【罂粟摘要】右美托咪定辅助镇痛对骨科手术后康复的患者发生术后谵妄的影响:一项随机对照试验

右美托咪定辅助镇痛对骨科手术后康复的患者发生术后谵妄的影响:一项随机对照试验

翻译:张中伟  编辑:佟睿  审核:曹莹

贵州医科大学  麻醉与心脏电生理课题组

背景

右美托咪定可促进正常睡眠,还可以改善镇痛效果。因此,我们提出了以下假设:在接受骨科手术后康复的老年患者中,以右美托咪定为补充的静脉镇痛可减少谵妄的发生。

方法

在这项随机双盲对照试验中,我们招募了712名计划接受骨科大手术的老年患者(年龄65-90岁)。患者自控静脉输注的舒芬太尼用于术后镇痛,辅以随机分配的右美托咪定(1.25μg/mL)或安慰剂,持续三天。主要观察指标为每天两次用混乱评估法评估谵妄的发生率。在次要观察指标中,每天评估两次疼痛严重程度,每天评估一次睡眠质量,每次评估采用11分制,其中0分为无痛/最佳睡眠,10分为最痛/最差睡眠。

结 果

使用安慰剂组的术后谵妄发生率为7.3%(26/354),使用右美托咪啶组术后谵妄的发生率为4.8%(17/356);相对危险度为 0.65, 95% 可信区间为 (0.36 ,1.18); P = 0.151.右美托咪定可减轻休息时的疼痛(中位数差值为-1至0,P≤ 0.001)和在术后前5天内活动时的疼痛(中位数差值为-1,P<0.001);它还改善了术后前3天患者的主观睡眠质量:第一天的中位数差值为-1(95%可信区间为-1到0),P=0.007; 第二天中位数差值为0(95%可信区间为-1至0),P=0.010; 第三天中位数差值为0(95%可信区间为-1到0),P=0.3,每天不良事件的发生率相似。

结 论

用小剂量右美托咪定辅助舒芬太尼静脉镇痛并不能显著减少谵妄的发生,但可以改善镇痛效果和睡眠质量,而不会引起不良事件的发生。

原始文献来源

Hong Hong, DaZhi Zhang, Mo Li, et al. Impact of dexmedetomidine supplemented analgesia on delirium in patients recovering from orthopedic surgery: A randomized controlled trial.[J]. BMC Anesthesiol (2021) 21:223:1.

Impact of dexmedetomidine supplemented

analgesia on delirium in patients recovering from orthopedic surgery: A randomized controlled trial

Abstract

Background: Dexmedetomidine promotes normal sleep architecture; the drug also improves analgesia. We therefore tested the hypothesis that supplementing intravenous analgesia with dexmedetomidine reduces delirium in older patients recovering from orthopedic surgery.

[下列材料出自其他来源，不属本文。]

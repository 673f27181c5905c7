use crate::dashboard::dashboard::DashboardContext;
use crate::dashboard::lifecycle::WidgetStatus;
use eframe::egui;
use serde::{de::DeserializeOwned, Serialize};
use serde_json::{json, Value};
use std::collections::HashMap;
use std::sync::Arc;
use std::time::Duration;

mod civic_data;
mod events;
mod itinerary;
mod market;
mod news;
mod reddit;
mod system_status;
mod traffic;
mod transit;
mod weather;

pub use civic_data::{maps_url, CivicDataConfig, CivicDataWidget};
pub use events::{EventsConfig, EventsWidget};
pub use itinerary::{build_prompt, ItineraryConfig, ItineraryToggles, ItineraryWidget};
pub use market::{MarketConfig, MarketWidget};
pub use news::{NewsConfig, NewsWidget};
pub use reddit::{RedditConfig, RedditWidget};
pub use system_status::{SystemStatusConfig, SystemStatusWidget};
pub use traffic::{TrafficConfig, TrafficWidget};
pub use transit::{AlertFilter, TransitConfig, TransitWidget};
pub use weather::{WeatherConfig, WeatherWidget};

/// Something a widget asks the application to do outside the dashboard.
#[derive(Debug, Clone, PartialEq, Eq)]
pub enum WidgetAction {
    OpenUrl(String),
}

/// Widget trait implemented by all dashboard widgets.
///
/// The composer calls [`refresh`](Widget::refresh) once when the widget is
/// mounted, again whenever its refresh subscription fires or the user hits
/// the Refresh control, and [`poll`](Widget::poll) every frame before
/// [`render`](Widget::render). Widgets never change the layout themselves.
pub trait Widget: Send {
    fn title(&self) -> &str;

    /// Start a fetch. Must return without blocking.
    fn refresh(&mut self, ctx: &DashboardContext<'_>);

    /// Apply results that arrived since the last frame.
    fn poll(&mut self, _ctx: &DashboardContext<'_>) {}

    fn render(&mut self, ui: &mut egui::Ui, ctx: &DashboardContext<'_>) -> Option<WidgetAction>;

    /// `None` disables periodic refresh.
    fn refresh_interval(&self) -> Option<Duration> {
        None
    }

    fn status(&self) -> Option<&WidgetStatus> {
        None
    }

    fn header_ui(
        &mut self,
        _ui: &mut egui::Ui,
        _ctx: &DashboardContext<'_>,
    ) -> Option<WidgetAction> {
        None
    }
}

/// Descriptor for building widgets from JSON settings.
#[derive(Clone)]
pub struct WidgetDescriptor {
    ctor: Arc<dyn Fn(&Value) -> Box<dyn Widget> + Send + Sync>,
    default_settings: Arc<dyn Fn() -> Value + Send + Sync>,
}

pub type WidgetFactory = WidgetDescriptor;

impl WidgetDescriptor {
    pub fn new<T: Widget + 'static, C: DeserializeOwned + Serialize + Default + 'static>(
        build: fn(C) -> T,
    ) -> Self {
        Self {
            ctor: Arc::new(move |v| {
                let cfg = match serde_json::from_value::<C>(v.clone()) {
                    Ok(cfg) => cfg,
                    Err(e) => {
                        tracing::warn!(error = %e, "invalid widget settings, using defaults");
                        C::default()
                    }
                };
                Box::new(build(cfg))
            }),
            default_settings: Arc::new(|| {
                serde_json::to_value(C::default()).unwrap_or_else(|_| json!({}))
            }),
        }
    }

    pub fn default_settings(&self) -> Value {
        (self.default_settings)()
    }

    pub fn create(&self, settings: &Value) -> Box<dyn Widget> {
        (self.ctor)(settings)
    }
}

/// Key to constructor map, resolved once at startup.
#[derive(Clone, Default)]
pub struct WidgetRegistry {
    map: HashMap<String, WidgetDescriptor>,
}

impl WidgetRegistry {
    pub fn with_defaults() -> Self {
        let mut reg = Self::default();
        reg.register("weather", WidgetFactory::new(WeatherWidget::new));
        reg.register("system", WidgetFactory::new(SystemStatusWidget::new));
        reg.register("events", WidgetFactory::new(EventsWidget::new));
        reg.register("reddit", WidgetFactory::new(RedditWidget::new));
        reg.register("traffic", WidgetFactory::new(TrafficWidget::new));
        reg.register("news", WidgetFactory::new(NewsWidget::new));
        reg.register("market", WidgetFactory::new(MarketWidget::new));
        reg.register("phillyDataExplorer", WidgetFactory::new(CivicDataWidget::new));
        reg.register("septa", WidgetFactory::new(TransitWidget::new));
        reg.register("itinerary", WidgetFactory::new(ItineraryWidget::new));
        reg
    }

    pub fn register(&mut self, name: &str, factory: WidgetFactory) {
        self.map.insert(name.to_string(), factory);
    }

    pub fn contains(&self, name: &str) -> bool {
        self.map.contains_key(name)
    }

    /// Build the widget for `name`; unknown names have no widget.
    pub fn create(&self, name: &str, settings: &Value) -> Option<Box<dyn Widget>> {
        let factory = self.map.get(name)?;
        let settings = if settings.is_null() {
            factory.default_settings()
        } else {
            merge_json(&factory.default_settings(), settings)
        };
        Some(factory.create(&settings))
    }

    pub fn names(&self) -> Vec<String> {
        let mut names: Vec<String> = self.map.keys().cloned().collect();
        names.sort();
        names
    }

    pub fn default_settings(&self, name: &str) -> Option<Value> {
        self.map.get(name).map(|f| f.default_settings())
    }
}

pub(crate) fn merge_json(base: &Value, updates: &Value) -> Value {
    match (base, updates) {
        (Value::Object(a), Value::Object(b)) => {
            let mut merged = a.clone();
            for (k, v) in b {
                merged.insert(k.clone(), v.clone());
            }
            Value::Object(merged)
        }
        _ => updates.clone(),
    }
}

/// Periodic interval from the common `refresh_interval_secs` /
/// `manual_refresh_only` pair.
pub(crate) fn refresh_every(seconds: f32, manual_refresh_only: bool) -> Option<Duration> {
    if manual_refresh_only {
        None
    } else {
        Some(Duration::from_secs_f32(seconds.max(1.0)))
    }
}

/// Draw the placeholder for `status`. Returns `false` when there is nothing
/// else to show.
pub(crate) fn status_banner(ui: &mut egui::Ui, status: &WidgetStatus, empty_text: &str) -> bool {
    match status {
        WidgetStatus::Loading => {
            ui.horizontal(|ui| {
                ui.spinner();
                ui.weak("Loading…");
            });
            true
        }
        WidgetStatus::Empty => {
            ui.weak(empty_text);
            false
        }
        WidgetStatus::Error(msg) => {
            ui.colored_label(ui.visuals().error_fg_color, msg);
            true
        }
        WidgetStatus::Loaded => true,
    }
}

pub(crate) fn fallback_note(ui: &mut egui::Ui, shows_fallback: bool) {
    if shows_fallback {
        ui.weak("Live source unavailable, showing sample data.");
    }
}

/// Render `widget` into a fresh context and collect every painted string.
#[cfg(test)]
pub(crate) fn rendered_text(widget: &mut dyn Widget, dctx: &DashboardContext<'_>) -> String {
    fn collect(shape: &egui::Shape, out: &mut Vec<String>) {
        match shape {
            egui::Shape::Text(text) => out.push(text.galley.text().to_owned()),
            egui::Shape::Vec(shapes) => shapes.iter().for_each(|s| collect(s, out)),
            _ => {}
        }
    }

    let ctx = egui::Context::default();
    let output = ctx.run(egui::RawInput::default(), |ctx| {
        egui::CentralPanel::default().show(ctx, |ui| {
            widget.render(ui, dctx);
        });
    });
    let mut texts = Vec::new();
    for clipped in &output.shapes {
        collect(&clipped.shape, &mut texts);
    }
    texts.join("\n")
}

#[cfg(test)]
mod tests {
    use super::*;

    #[test]
    fn merge_json_preserves_unknown_fields() {
        let base = json!({"known": 1, "extra": {"keep": true}});
        let updates = json!({"known": 2});
        let merged = merge_json(&base, &updates);
        assert_eq!(merged["known"], json!(2));
        assert_eq!(merged["extra"], json!({"keep": true}));
    }

    #[test]
    fn defaults_cover_every_dashboard_widget() {
        let reg = WidgetRegistry::with_defaults();
        assert_eq!(
            reg.names(),
            vec![
                "events",
                "itinerary",
                "market",
                "news",
                "phillyDataExplorer",
                "reddit",
                "septa",
                "system",
                "traffic",
                "weather"
            ]
        );
        assert!(reg.create("nope", &Value::Null).is_none());
    }

    #[test]
    fn created_widgets_pick_up_settings() {
        let reg = WidgetRegistry::with_defaults();
        let widget = reg
            .create(
                "system",
                &json!({"refresh_interval_secs": 30.0, "manual_refresh_only": false}),
            )
            .unwrap();
        assert_eq!(widget.refresh_interval(), Some(Duration::from_secs(30)));
        let manual = reg
            .create("system", &json!({"manual_refresh_only": true}))
            .unwrap();
        assert_eq!(manual.refresh_interval(), None);
    }

    #[test]
    fn settings_are_applied_when_the_widget_is_built() {
        let reg = WidgetRegistry::with_defaults();
        let civic = reg
            .create("phillyDataExplorer", &json!({"refresh_interval_secs": 120.0}))
            .unwrap();
        assert_eq!(civic.refresh_interval(), Some(Duration::from_secs(120)));
        assert_eq!(civic.title(), "Philly Data Explorer");
        let transit = reg
            .create("septa", &json!({"manual_refresh_only": true, "feed": "detours"}))
            .unwrap();
        assert_eq!(transit.refresh_interval(), None);
        // Rebuilding is the only way to change settings.
        let rebuilt = reg.create("septa", &Value::Null).unwrap();
        assert_eq!(rebuilt.refresh_interval(), Some(Duration::from_secs(300)));
    }

    #[test]
    fn refresh_interval_has_a_floor() {
        assert_eq!(refresh_every(0.0, false), Some(Duration::from_secs(1)));
        assert_eq!(refresh_every(5.0, true), None);
    }
}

Method:In this double‑blinded randomized controlled trial, we enrolled 712 older (aged 65–90 years) patients scheduled for major orthopedic surgery. Postoperative analgesia was provided by patient‑controlled intravenous

sufentanil, supplemented by randomly assigned dexmedetomidine (1.25 μg/mL) or placebo, for up to three days. The primary outcome was the incidence of delirium assessed twice daily with the Confusion Assessment Method. Among secondary outcomes, pain severity was assessed twice daily and sleep quality once daily, each with an 11‑point scale where 0 = no pain/the best possible sleep and 10 = the worst pain/the worst possible sleep.

Results:The incidence of postoperative delirium was 7.3% (26 of 354) with placebo and 4.8% (17 of 356) with dexmedetomidine; relative risk 0.65, 95% CI 0.36 to 1.18; P = 0.151. Dexmedetomidine reduced pain both at rest (median difference ‑1 to 0 points, P ≤ 0.001) and with movement (‑1 points, P < 0.001) throughout the first 5 postoperative days; it also improved subjective sleep quality during the first 3 postoperative days: day one median difference ‑1 point (95% CI ‑1 to 0), P = 0.007; day two 0 point (‑1 to 0), P = 0.010; and day three 0 point (‑1 to 0), P = 0.003. The incidence of adverse events was similar in each group.

Conclusion:Supplementing sufentanil intravenous analgesia with lowdose dexmedetomidine did not significantly reduce delirium, but improved analgesia and sleep quality without provoking adverse events.